Phil did some fancy moves to extricate himself from the Benn story’s tentacles I had wrapped him in. Moreover, he hadn’t even sought approval for my class visit. But his career survived. We also survived the knickers story, one of his 13-year-old students merely describing me on her feedback paper as ‘immature’. Phil and I remain pals, but he never invited me back to his class.
It feels good now to have unloaded all this Benn material. Next time we complain that it’s tough with COVID-19, recall Maurice and Irene Benn and their son Bernard.
Tony Thomas has a new book, published this month, Come to think of it – essays to tickle the brain. Get your copy on-line here from Connor Court
 Napoleon carried a copy of Werther during his Egyptian campaign
 Dylan Hyde: Art Was Their Weapon – The History of the Perth Workers’ Art Guild. Fremantle Press, 2019.

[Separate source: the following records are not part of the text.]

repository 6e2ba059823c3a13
//! Recommendation table sources
//!
//! A source produces the table the dashboard presents. `preload` reads and
//! validates the input document so startup can fail fast; `produce` does the
//! (possibly slow) work of building the table and runs once per process.

use std::path::PathBuf;
use std::sync::Arc;

use crate::{
    error::{AppError, AppResult},
    models::{table_to_snapshot, RatingsFormat, RecommendationSet, RecommendationTable},
    services::{evaluation, loader::Loader, svd::SvdParams, top_n},
};

#[cfg_attr(test, mockall::automock)]
#[async_trait::async_trait]
pub trait RecommendationSource: Send + Sync {
    /// Reads and validates the input document
    fn preload(&self) -> AppResult<()>;

    /// Builds the recommendation table
    async fn produce(&self) -> AppResult<RecommendationSet>;

    /// Source name for logging and status reporting
    fn name(&self) -> &'static str;
}

/// Fits an SVD model on a ratings file and ranks unseen movies per user
pub struct SvdSource {
    loader: Arc<Loader>,
    ratings_path: PathBuf,
    format: RatingsFormat,
    params: SvdParams,
    top_n: usize,
    holdout_fraction: f64,
    export_path: Option<PathBuf>,
}

impl SvdSource {
    pub fn new(
        loader: Arc<Loader>,
        ratings_path: PathBuf,
        format: RatingsFormat,
        params: SvdParams,
        top_n: usize,
    ) -> Self {
        Self {
            loader,
            ratings_path,
            format,
            params,
            top_n,
            holdout_fraction: 0.0,
            export_path: None,
        }
    }

    /// Report holdout RMSE/MAE alongside the table; 0 disables
    pub fn with_holdout(mut self, fraction: f64) -> Self {
        self.holdout_fraction = fraction;
        self
    }

    /// Write the finished table to `path` as a snapshot document
    pub fn with_export(mut self, path: Option<PathBuf>) -> Self {
        self.export_path = path;
        self
    }

    /// Clone for moving onto a blocking thread
    fn clone_for_task(&self) -> Self {
        Self {
            loader: Arc::clone(&self.loader),
            ratings_path: self.ratings_path.clone(),
            format: self.format,
            params: self.params,
            top_n: self.top_n,
            holdout_fraction: self.holdout_fraction,
            export_path: self.export_path.clone(),
        }
    }

    fn compute(&self) -> AppResult<RecommendationSet> {
        let dataset = self.loader.load_ratings(&self.ratings_path, self.format)?;

        let evaluation = if self.holdout_fraction > 0.0 {
            Some(evaluation::evaluate_holdout(
                &dataset,
                self.params,
                self.holdout_fraction,
            )?)
        } else {
            None
        };

        let table = top_n::compute_recommendations(&dataset, self.params, self.top_n)?;

        if let Some(path) = &self.export_path {
            if let Err(e) = export_snapshot(&table, path) {
                tracing::warn!(error = %e, "Snapshot export failed");
            }
        }

        Ok(RecommendationSet::new(table, self.name()).with_evaluation(evaluation))
    }
}

#[async_trait::async_trait]
impl RecommendationSource for SvdSource {
    fn preload(&self) -> AppResult<()> {
        self.loader
            .load_ratings(&self.ratings_path, self.format)
            .map(|_| ())
    }

    async fn produce(&self) -> AppResult<RecommendationSet> {
        let source = self.clone_for_task();
        tokio::task::spawn_blocking(move || source.compute())
            .await
            .map_err(|e| AppError::Execution(format!("computation task failed: {}", e)))?
    }

    fn name(&self) -> &'static str {
        "svd"
    }
}

/// Serves a precomputed table from a snapshot document
pub struct SnapshotSource {
    loader: Arc<Loader>,
    path: PathBuf,
}

impl SnapshotSource {
    pub fn new(loader: Arc<Loader>, path: PathBuf) -> Self {
        Self { loader, path }
    }
}

#[async_trait::async_trait]
impl RecommendationSource for SnapshotSource {
    fn preload(&self) -> AppResult<()> {
        self.loader.load_snapshot(&self.path).map(|_| ())
    }

    async fn produce(&self) -> AppResult<RecommendationSet> {
        let table = self.loader.load_snapshot(&self.path)?;
        Ok(RecommendationSet::new(
            RecommendationTable::clone(&table),
            self.name(),
        ))
    }

    fn name(&self) -> &'static str {
        "snapshot"
    }
}

/// Writes `table` as a snapshot document readable by [`SnapshotSource`]
pub fn export_snapshot(table: &RecommendationTable, path: &std::path::Path) -> AppResult<()> {
    let json = serde_json::to_string_pretty(&table_to_snapshot(table))
        .map_err(|e| AppError::Internal(format!("snapshot serialization error: {}", e)))?;
    std::fs::write(path, json).map_err(|e| AppError::document(path, e.to_string()))?;
    tracing::info!(path = %path.display(), users = table.len(), "Snapshot exported");
    Ok(())
}

#[cfg(test)]
mod tests {
    use super::*;
    use crate::models::{MovieId, RatingScale, UserId};
    use std::io::Write;

    fn ratings_file() -> tempfile::NamedTempFile {
        let mut file = tempfile::NamedTempFile::new().unwrap();
        writeln!(file, "userId,movieId,rating,timestamp").unwrap();
        for user in 1..=5 {
            for movie in 1..=6 {
                if user == 5 && movie > 2 {
                    continue;
                }
                writeln!(file, "{},{},{},0", user, movie, 1.0 + 0.5 * movie as f64).unwrap();
            }
        }
        file
    }

    fn params() -> SvdParams {
        SvdParams {
            n_factors: 3,
            n_epochs: 30,
            learning_rate: 0.02,
            ..SvdParams::default()
        }
    }

    fn loader() -> Arc<Loader> {
        Arc::new(Loader::new(RatingScale::default()))
    }

    #[tokio::test]
    async fn test_svd_source_produces_table() {
        let file = ratings_file();
        let source = SvdSource::new(
            loader(),
            file.path().to_path_buf(),
            RatingsFormat::Csv,
            params(),
            5,
        )
        .with_holdout(0.2);

        source.preload().unwrap();
        let set = source.produce().await.unwrap();

        assert_eq!(set.source, "svd");
        assert_eq!(set.table.len(), 5);
        assert_eq!(set.table[&UserId(5)].len(), 4);
        assert!(set.table[&UserId(1)].is_empty());
        assert!(set.evaluation.is_some());
    }

    #[tokio::test]
    async fn test_svd_source_missing_file_fails_preload() {
        let source = SvdSource::new(
            loader(),
            PathBuf::from("missing/ratings.csv"),
            RatingsFormat::Csv,
            params(),
            5,
        );
        assert!(matches!(
            source.preload(),
            Err(AppError::DocumentFormat { .. })
        ));
    }

    #[tokio::test]
    async fn test_produce_reuses_preloaded_dataset() {
        let file = ratings_file();
        let path = file.path().to_path_buf();
        let source = SvdSource::new(loader(), path.clone(), RatingsFormat::Csv, params(), 5);

        source.preload().unwrap();
        drop(file);
        assert!(!path.exists());

        let set = source.produce().await.unwrap();
        assert_eq!(set.table.len(), 5);
    }

    #[tokio::test]
    async fn test_export_then_snapshot_source_round_trip() {
        let file = ratings_file();
        let dir = tempfile::tempdir().unwrap();
        let export = dir.path().join("top_n.json");

        let computed = SvdSource::new(
            loader(),
            file.path().to_path_buf(),
            RatingsFormat::Csv,
            params(),
            3,
        )
        .with_export(Some(export.clone()))
        .produce()
        .await
        .unwrap();

        let snapshot = SnapshotSource::new(loader(), export);
        snapshot.preload().unwrap();
        let restored = snapshot.produce().await.unwrap();

        assert_eq!(restored.source, "snapshot");
        assert_eq!(restored.table, computed.table);
        assert_eq!(restored.table[&UserId(5)][0].movie_id, MovieId(6));
    }

    #[tokio::test]
    async fn test_snapshot_source_contract_violation() {
        let mut file = tempfile::NamedTempFile::new().unwrap();
        write!(file, r#"{{"recommendations": {{}}}}"#).unwrap();

        let source = SnapshotSource::new(loader(), file.path().to_path_buf());
        assert!(matches!(
            source.preload(),
            Err(AppError::ContractViolation(_))
        ));
    }
}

 Later and ironically the jury asked to add their names to a public petition for mercy
 In those days academics didn’t behave like sheep
 Said UWA Vice Chancellor Stanley Prescott: “The enforced submission to meaningless, often degrading. sometimes damaging initiation rituals is grossly offensive.” This was strong meat as both Prescott and Stormon sat on the UWA Senate.

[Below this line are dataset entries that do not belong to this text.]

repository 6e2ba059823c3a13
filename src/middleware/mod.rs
pub mod request_id;
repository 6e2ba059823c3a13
use crate::models::{Recommendation, RecommendationTable, UserId};

/// Shown when the selected user has an empty recommendation list
pub const EMPTY_STATE_MESSAGE: &str =
    "This user has rated every movie in the catalogue; there is nothing left to recommend.";

/// Shown when the selected user is not in the table
pub const UNAVAILABLE_MESSAGE: &str = "No recommendations available for this user.";

/// What the dashboard shows for one selected user
#[derive(Debug, Clone, PartialEq)]
pub enum RenderedRecommendations {
    /// One formatted line per recommendation, best first
    Lines(Vec<String>),
    Empty,
    Unavailable,
}

impl RenderedRecommendations {
    /// Lines to display, empty for the message states
    pub fn lines(&self) -> &[String] {
        match self {
            RenderedRecommendations::Lines(lines) => lines,
            _ => &[],
        }
    }

    /// Message replacing the list, if any
    pub fn message(&self) -> Option<&'static str> {
        match self {
            RenderedRecommendations::Lines(_) => None,
            RenderedRecommendations::Empty => Some(EMPTY_STATE_MESSAGE),
            RenderedRecommendations::Unavailable => Some(UNAVAILABLE_MESSAGE),
        }
    }
}

/// All users in the table, ascending
pub fn enumerate_users(table: &RecommendationTable) -> Vec<UserId> {
    // BTreeMap keys are already unique and sorted
    table.keys().copied().collect()
}

/// The requested user, or the first enumerated one when nothing was requested
pub fn select_user(users: &[UserId], requested: Option<UserId>) -> Option<UserId> {
    requested.or_else(|| users.first().copied())
}

pub fn format_recommendation(rec: &Recommendation) -> String {
    format!(
        "Movie ID: {} | Predicted Rating: {:.2}",
        rec.movie_id, rec.predicted_rating
    )
}

/// Formats the stored recommendations for `user_id` in stored order
pub fn render(table: &RecommendationTable, user_id: UserId) -> RenderedRecommendations {
    match table.get(&user_id) {
        None => RenderedRecommendations::Unavailable,
        Some(recs) if recs.is_empty() => RenderedRecommendations::Empty,
        Some(recs) => RenderedRecommendations::Lines(recs.iter().map(format_recommendation).collect()),
    }
}
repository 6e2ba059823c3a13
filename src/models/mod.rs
pub mod rating;
pub mod recommendation;

pub use rating::{MovieId, Rating, RatingScale, RatingsDataset, RatingsFormat, UserId};
pub use recommendation::{
    table_from_snapshot, table_to_snapshot, Evaluation, Recommendation, RecommendationSet,
    RecommendationTable, SNAPSHOT_BINDING,
};
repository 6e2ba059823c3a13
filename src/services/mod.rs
pub mod dataset;
pub mod evaluation;
pub mod loader;
pub mod presenter;
pub mod source;
pub mod svd;
pub mod top_n;

pub use loader::Loader;
pub use source::{RecommendationSource, SnapshotSource, SvdSource};
pub use top_n::compute_recommendations;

 Fr Stormon’s specialties included “Romance and Religion in the Divine Comedy”.
 David’s face healed without scars, so that was all right then.
 In happier days at UWA in 1962, he published a book on Hoelderlin and the Theban lyricist Pindar: Hölderlin and Pindar (Anglica germanica. no. 4.)

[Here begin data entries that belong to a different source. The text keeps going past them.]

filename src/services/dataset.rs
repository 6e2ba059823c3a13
use std::path::{Path, PathBuf};

use crate::error::{AppError, AppResult};

/// Downloads the ratings file from `url` unless it already exists at `path`
///
/// Returns `true` when a download happened. The body is written to a sibling
/// `.part` file and renamed into place, so an interrupted download never
/// leaves a truncated ratings file behind.
pub async fn ensure_ratings_file(url: &str, path: &Path) -> AppResult<bool> {
    let exists = tokio::fs::try_exists(path)
        .await
        .map_err(|e| AppError::document(path, e.to_string()))?;
    if exists {
        tracing::debug!(path = %path.display(), "Ratings file present, skipping download");
        return Ok(false);
    }

    tracing::info!(url = %url, path = %path.display(), "Downloading ratings file");

    let response = reqwest::get(url).await?;
    if !response.status().is_success() {
        return Err(AppError::document(
            path,
            format!("download from {} failed with status {}", url, response.status()),
        ));
    }
    let body = response.bytes().await?;

    if let Some(parent) = path.parent().filter(|p| !p.as_os_str().is_empty()) {
        tokio::fs::create_dir_all(parent)
            .await
            .map_err(|e| AppError::document(path, e.to_string()))?;
    }

    let partial = partial_path(path);
    if let Err(e) = tokio::fs::write(&partial, &body).await {
        let _ = tokio::fs::remove_file(&partial).await;
        return Err(AppError::document(path, e.to_string()));
    }
    tokio::fs::rename(&partial, path)
        .await
        .map_err(|e| AppError::document(path, e.to_string()))?;

    tracing::info!(path = %path.display(), bytes = body.len(), "Ratings file downloaded");
    Ok(true)
}

fn partial_path(path: &Path) -> PathBuf {
    let mut name = path.as_os_str().to_owned();
    name.push(".part");
    PathBuf::from(name)
}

 He also published with Cambridge, perhaps also working on that manuscript in prison: Maurice Benn, The Drama of Revolt: A Critical Study of Georg Büchner (Cambridge University Press, 1976)
 An acerbic character, Jolley later won a year-long defence against a defamation suit by Labor’s then union official John Dawkins, who had organised a strike by nursing aides at a hospital the frail Jolley often had to use. Dawson sued Jolley and The West for publishing Jolley’s letter that Dawkins “wouldn’t know a bedpan if he was hit over the head with one.”